Is there, to put it another way, a danger that our conviction that Jesus is Lord can lead us to a kind of fatalism regarding the needs, pains and sorrows of our world? - “Oh, everything is going to be all right in the end, so let’s just concentrate on evangelism.”

There are Christians who take that view. Our business, they say, is to preach the gospel and to “make disciples” (Matthew 28:19) - to convert men and women to Christ, not cow-dung to bio-gas.

If ever I needed convincing that that attitude is wrong, that trip did the job. Those missionaries promoting “social action” projects were - don’t worry - also engaged in evangelism. They were all heavily involved in local churches, and the local people were in no doubt that the things they were doing were done in the name of Jesus. In the New Testament James tells us that “faith without deeds is dead” (James 2:26). Well, that warning would not apply to the people I was privileged to work with.
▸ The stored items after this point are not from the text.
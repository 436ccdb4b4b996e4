//! Status Event Bus: lifecycle notifications for the tray/GUI observer.
//!
//! Events for one session are delivered in emission order. A subscriber that
//! attaches late calls [`EventBus::subscribe_with_snapshot`] to get the list
//! of sessions still in flight together with a live receiver, taken under the
//! same lock so no event falls between the two.

use std::{
    collections::HashMap,
    net::SocketAddr,
    sync::{Arc, Mutex, MutexGuard},
};

use manuscripts_core::{FailureReason, SessionId};
use serde::{Deserialize, Serialize};
use tokio::sync::broadcast;
use tracing::debug;

use crate::{session::SessionState, store::StoredFile};

const EVENT_CAPACITY: usize = 256;

#[derive(Debug, Clone, Serialize, Deserialize, PartialEq, Eq)]
pub struct SessionEvent {
    pub session_id: SessionId,
    pub state: SessionState,
    pub sender_name: String,
    pub file_name: String,
    pub size_bytes: u64,
    pub bytes_received: u64,
    #[serde(skip_serializing_if = "Option::is_none")]
    pub reason: Option<FailureReason>,
    #[serde(skip_serializing_if = "Option::is_none")]
    pub message: Option<String>,
    #[serde(skip_serializing_if = "Option::is_none")]
    pub stored: Option<StoredFile>,
}

#[derive(Debug, Clone, Serialize, Deserialize, PartialEq, Eq)]
#[serde(tag = "event", rename_all = "snake_case")]
pub enum StatusEvent {
    Listening {
        address: SocketAddr,
        display_name: String,
    },
    Session(SessionEvent),
    /// Receiver-level problem that may affect every future session.
    Fault { message: String },
    ShuttingDown,
}

#[derive(Debug, Default)]
struct BusState {
    /// Latest event per in-flight session, keyed with its arrival number.
    active: HashMap<SessionId, (u64, SessionEvent)>,
    arrivals: u64,
}

#[derive(Debug, Clone)]
pub struct EventBus {
    tx: broadcast::Sender<StatusEvent>,
    state: Arc<Mutex<BusState>>,
}

impl Default for EventBus {
    fn default() -> Self {
        Self::new()
    }
}

impl EventBus {
    #[must_use]
    pub fn new() -> Self {
        let (tx, _) = broadcast::channel(EVENT_CAPACITY);
        Self {
            tx,
            state: Arc::new(Mutex::new(BusState::default())),
        }
    }

    pub fn publish(&self, event: StatusEvent) {
        let mut state = self.lock();
        if let StatusEvent::Session(session) = &event {
            if session.state.is_terminal() {
                state.active.remove(&session.session_id);
            } else if let Some(entry) = state.active.get_mut(&session.session_id) {
                entry.1 = session.clone();
            } else {
                let arrival = state.arrivals;
                state.arrivals += 1;
                state
                    .active
                    .insert(session.session_id.clone(), (arrival, session.clone()));
            }
        }
        if self.tx.send(event).is_err() {
            debug!("status event dropped: no subscribers");
        }
    }

    pub fn subscribe(&self) -> broadcast::Receiver<StatusEvent> {
        self.tx.subscribe()
    }

    pub fn subscribe_with_snapshot(&self) -> (Vec<SessionEvent>, broadcast::Receiver<StatusEvent>) {
        let state = self.lock();
        let rx = self.tx.subscribe();
        (sorted(&state.active), rx)
    }

    /// Non-terminal sessions, earliest started first.
    pub fn snapshot(&self) -> Vec<SessionEvent> {
        sorted(&self.lock().active)
    }

    fn lock(&self) -> MutexGuard<'_, BusState> {
        self.state.lock().unwrap_or_else(|poisoned| poisoned.into_inner())
    }
}

fn sorted(active: &HashMap<SessionId, (u64, SessionEvent)>) -> Vec<SessionEvent> {
    let mut sessions: Vec<&(u64, SessionEvent)> = active.values().collect();
    sessions.sort_by_key(|(arrival, _)| *arrival);
    sessions.into_iter().map(|(_, event)| event.clone()).collect()
}

#[cfg(test)]
mod tests {
    use super::*;

    fn event(id: &str, state: SessionState) -> StatusEvent {
        StatusEvent::Session(SessionEvent {
            session_id: id.to_owned(),
            state,
            sender_name: "Sam".to_owned(),
            file_name: "essay.pdf".to_owned(),
            size_bytes: 10,
            bytes_received: 0,
            reason: None,
            message: None,
            stored: None,
        })
    }

    #[tokio::test]
    async fn late_subscriber_sees_in_flight_sessions() {
        let bus = EventBus::new();
        bus.publish(event("a", SessionState::Handshaking));
        bus.publish(event("b", SessionState::Handshaking));
        bus.publish(event("a", SessionState::Transferring));
        bus.publish(event("b", SessionState::Failed));

        let (snapshot, mut rx) = bus.subscribe_with_snapshot();
        assert_eq!(snapshot.len(), 1);
        assert_eq!(snapshot[0].session_id, "a");
        assert_eq!(snapshot[0].state, SessionState::Transferring);

        bus.publish(event("a", SessionState::Finalizing));
        match rx.recv().await.unwrap() {
            StatusEvent::Session(session) => assert_eq!(session.state, SessionState::Finalizing),
            other => panic!("unexpected event {other:?}"),
        }
    }

    #[tokio::test]
    async fn per_session_order_is_preserved() {
        let bus = EventBus::new();
        let mut rx = bus.subscribe();
        let sequence = [
            SessionState::Handshaking,
            SessionState::Transferring,
            SessionState::Finalizing,
            SessionState::Succeeded,
        ];
        for state in sequence {
            bus.publish(event("a", state));
        }

        for expected in sequence {
            match rx.recv().await.unwrap() {
                StatusEvent::Session(session) => assert_eq!(session.state, expected),
                other => panic!("unexpected event {other:?}"),
            }
        }
        assert!(bus.snapshot().is_empty());
    }

    #[test]
    fn snapshot_lists_sessions_in_start_order() {
        let bus = EventBus::new();
        bus.publish(event("f0", SessionState::Handshaking));
        bus.publish(event("0a", SessionState::Handshaking));
        bus.publish(event("7c", SessionState::Handshaking));
        bus.publish(event("f0", SessionState::Transferring));
        bus.publish(event("0a", SessionState::Failed));

        let ids: Vec<String> = bus.snapshot().into_iter().map(|s| s.session_id).collect();
        assert_eq!(ids, vec!["f0".to_owned(), "7c".to_owned()]);
        assert_eq!(bus.snapshot()[0].state, SessionState::Transferring);
    }

    #[test]
    fn publishing_without_subscribers_is_fine() {
        let bus = EventBus::new();
        bus.publish(StatusEvent::ShuttingDown);
        bus.publish(event("a", SessionState::Handshaking));
        assert_eq!(bus.snapshot().len(), 1);
    }
}
impl Connection {
    fn publish(&self, transition: Result<SessionEvent, InvalidTransition>) -> Result<(), SessionFailure> {
        match transition {
            Ok(event) => {
                self.state.events().publish(StatusEvent::Session(event));
                Ok(())
            }
            Err(err) => {
                error!("internal error: {}", err);
                self.state.events().publish(StatusEvent::Fault {
                    message: format!("internal error: {err}"),
                });
                Err(SessionFailure::new(
                    FailureReason::TransportInterrupted,
                    format!("internal error: {err}"),
                ))
            }
        }
    }

    async fn read_header(&mut self) -> Result<SubmissionRequest, SessionFailure> {
        match self.recv().await? {
            WireMessage::Control(ControlMessage::Submit(request)) => {
                request
                    .validate(self.state.inner.settings.max_submission_bytes)
                    .map_err(|err| SessionFailure::new(err.failure_reason(), err.to_string()))?;
                Ok(request)
            }
            _ => Err(SessionFailure::new(
                FailureReason::ProtocolMismatch,
                "first frame must be a submission request",
            )),
        }
    }

    async fn drive(
        &mut self,
        session: &mut SubmissionSession,
        pending: &mut Option<PendingWrite>,
    ) -> Result<(), SessionFailure> {
        let shared = self.state.inner.clone();

        // The receiver decides whether a passphrase is needed; the request's
        // own proof field is never consulted.
        if let Some(challenge) = shared.identity.issue_challenge() {
            let ip = self.remote.ip();
            if let Some(left) = shared.cooldown.remaining(ip) {
                return Err(SessionFailure::new(
                    FailureReason::AuthenticationFailed,
                    format!(
                        "too many failed attempts; retry in {}s",
                        left.as_secs().max(1)
                    ),
                ));
            }

            self.publish(session.advance(SessionState::Authenticating))?;
            self.send_control(ControlMessage::AuthenticationRequired(challenge.clone()))
                .await?;

            let proof = match self.recv().await? {
                WireMessage::Control(ControlMessage::Proof { proof }) => proof,
                _ => {
                    return Err(SessionFailure::new(
                        FailureReason::AuthenticationFailed,
                        "expected a passphrase proof",
                    ));
                }
            };

            if !shared.identity.verify(&challenge.nonce, Some(proof.as_slice())) {
                let cooldown = shared.cooldown.record_failure(ip);
                debug!(remote = %self.remote, cooldown_ms = cooldown.as_millis() as u64, "proof rejected");
                return Err(SessionFailure::new(
                    FailureReason::AuthenticationFailed,
                    "incorrect passphrase",
                ));
            }
        }

        let request = session.request().clone();
        let write = shared
            .store
            .begin_write(&request.file_name, &request.sender_name, request.size_bytes)
            .await
            .map_err(SessionFailure::persistence)?;
        *pending = Some(write);

        self.publish(session.advance(SessionState::Transferring))?;
        self.send_control(ControlMessage::Accepted {
            session_id: session.id().to_owned(),
        })
        .await?;

        let limit = request
            .size_bytes
            .saturating_add(shared.settings.size_slack);
        loop {
            match self.recv().await? {
                WireMessage::Chunk(chunk) => {
                    session.record_bytes(chunk.len() as u64);
                    if session.bytes_received() > limit {
                        return Err(SessionFailure::new(
                            FailureReason::SizeExceeded,
                            format!(
                                "received more than the declared {} bytes",
                                request.size_bytes
                            ),
                        ));
                    }

                    let Some(write) = pending.as_mut() else {
                        return Err(SessionFailure::persistence("write handle missing"));
                    };
                    let take = write.remaining().min(chunk.len() as u64) as usize;
                    if take > 0 {
                        write
                            .write_chunk(&chunk[..take])
                            .await
                            .map_err(SessionFailure::persistence)?;
                    }
                }
                WireMessage::Control(ControlMessage::Complete) => break,
                WireMessage::Control(ControlMessage::Proof { .. }) => {
                    if shared.identity.requires_passphrase() {
                        return Err(SessionFailure::new(
                            FailureReason::AuthenticationFailed,
                            "passphrase proof was already settled for this session",
                        ));
                    }
                    debug!(session_id = %session.id(), "ignoring proof on open receiver");
                }
                WireMessage::Control(_) => {
                    return Err(SessionFailure::new(
                        FailureReason::ProtocolMismatch,
                        "unexpected control message during transfer",
                    ));
                }
            }
        }

        let received = session.bytes_received();
        if received > request.size_bytes {
            return Err(SessionFailure::new(
                FailureReason::SizeExceeded,
                format!("received {received} of {} declared bytes", request.size_bytes),
            ));
        }
        if received < request.size_bytes {
            return Err(SessionFailure::new(
                FailureReason::TransportInterrupted,
                format!(
                    "stream ended after {received} of {} declared bytes",
                    request.size_bytes
                ),
            ));
        }

        self.publish(session.advance(SessionState::Finalizing))?;
        let Some(write) = pending.take() else {
            return Err(SessionFailure::persistence("write handle missing"));
        };
        let stored = shared
            .store
            .commit(write)
            .await
            .map_err(SessionFailure::persistence)?;

        let file_name = stored
            .final_path
            .file_name()
            .map(|name| name.to_string_lossy().into_owned())
            .unwrap_or_default();
        let size_bytes = stored.size_bytes;
        self.publish(session.succeed(stored))?;

        if let Err(failure) = self
            .send_control(ControlMessage::Stored {
                file_name,
                size_bytes,
            })
            .await
        {
            debug!(session_id = %session.id(), "sender left before receipt: {}", failure.message);
        }
        Ok(())
    }

    async fn recv(&mut self) -> Result<WireMessage, SessionFailure> {
        let idle = self.state.inner.settings.idle_timeout;
        // Only a protocol frame counts as progress; pings do not extend it.
        let deadline = Instant::now() + idle;
        loop {
            let next = tokio::select! {
                biased;
                _ = wait_aborted(&mut self.abort) => {
                    return Err(SessionFailure::new(
                        FailureReason::TransportInterrupted,
                        "receiver is shutting down",
                    ));
                }
                next = timeout_at(deadline, self.rx.next()) => next,
            };

            let message = match next {
                Err(_) => {
                    return Err(SessionFailure::new(
                        FailureReason::Timeout,
                        format!("no activity for {}ms", idle.as_millis()),
                    ));
                }
                Ok(None) => {
                    return Err(SessionFailure::new(
                        FailureReason::TransportInterrupted,
                        "peer disconnected",
                    ));
                }
                Ok(Some(Err(err))) => {
                    return Err(SessionFailure::new(
                        FailureReason::TransportInterrupted,
                        format!("receive failed: {err}"),
                    ));
                }
                Ok(Some(Ok(message))) => message,
            };

            match message {
                Message::Binary(data) => {
                    return decode_frame(&data).map_err(|err| {
                        SessionFailure::new(FailureReason::ProtocolMismatch, err.to_string())
                    });
                }
                Message::Close(_) => {
                    return Err(SessionFailure::new(
                        FailureReason::TransportInterrupted,
                        "peer closed the connection",
                    ));
                }
                Message::Text(_) => {
                    return Err(SessionFailure::new(
                        FailureReason::ProtocolMismatch,
                        "text frames are not part of the protocol",
                    ));
                }
                Message::Ping(_) | Message::Pong(_) => {}
            }
        }
    }

    async fn send_control(&mut self, control: ControlMessage) -> Result<(), SessionFailure> {
        let frame = encode_frame(&WireMessage::Control(control)).map_err(|err| {
            SessionFailure::new(FailureReason::ProtocolMismatch, err.to_string())
        })?;
        match timeout(
            self.state.inner.settings.idle_timeout,
            self.tx.send(Message::Binary(frame.into())),
        )
        .await
        {
            Ok(Ok(())) => Ok(()),
            Ok(Err(err)) => Err(SessionFailure::new(
                FailureReason::TransportInterrupted,
                format!("send failed: {err}"),
            )),
            Err(_) => Err(SessionFailure::new(
                FailureReason::Timeout,
                "peer stopped reading",
            )),
        }
    }

    /// Best effort: the peer may already be gone.
    async fn reject(&mut self, failure: &SessionFailure) {
        let rejected = WireMessage::Control(ControlMessage::Rejected {
            reason: failure.reason,
            message: failure.message.clone(),
        });
        let Ok(frame) = encode_frame(&rejected) else {
            return;
        };
        let _ = timeout(CLOSE_TIMEOUT, async {
            self.tx.send(Message::Binary(frame.into())).await?;
            self.tx.send(Message::Close(None)).await
        })
        .await;
    }
}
Let’s spell it out: Christian mission is more than simply preaching the gospel.

This has in fact been recognised throughout Christian history. In Europe, for example, the first schools and hospitals were founded by Christians. In my last blog we thought about slavery, and it is a fact of history that the move to abolish this shocking practice was pioneered largely by Christians.

An example I particularly like is the great Victorian pastor and evangelist C H Spurgeon. He drew enormous crowds to hear him preach in London; that was certainly his priority. But it didn’t stop him also founding an orphanage to help the swarms of homeless and hungry children on the streets.

John Wesley too was an evangelist supreme. But he also addressed  these great words to his fellow-Christians: “Do all the good you can, by all the means you can, in all the ways you can, in all the places you can, at all the times you can, to all the people you can, as long as ever you can.” Phew, that leaves you quite breathless!

Evangelism and social action are not an “either-or” but a “both-and”. And it doesn’t matter if we are thinking of little things we do personally on a day to day basis, or things done corporately by churches or other agencies.

Doing good in the name of Jesus is what it’s all about. And if that means getting seriously into cow-dung (so to speak), so be it.

Lord Jesus, thank you that you fed the hungry and healed the sick, that you had compassion on the lost and the sad. Please help me to follow in your footsteps, whatever that may mean in practice. Amen.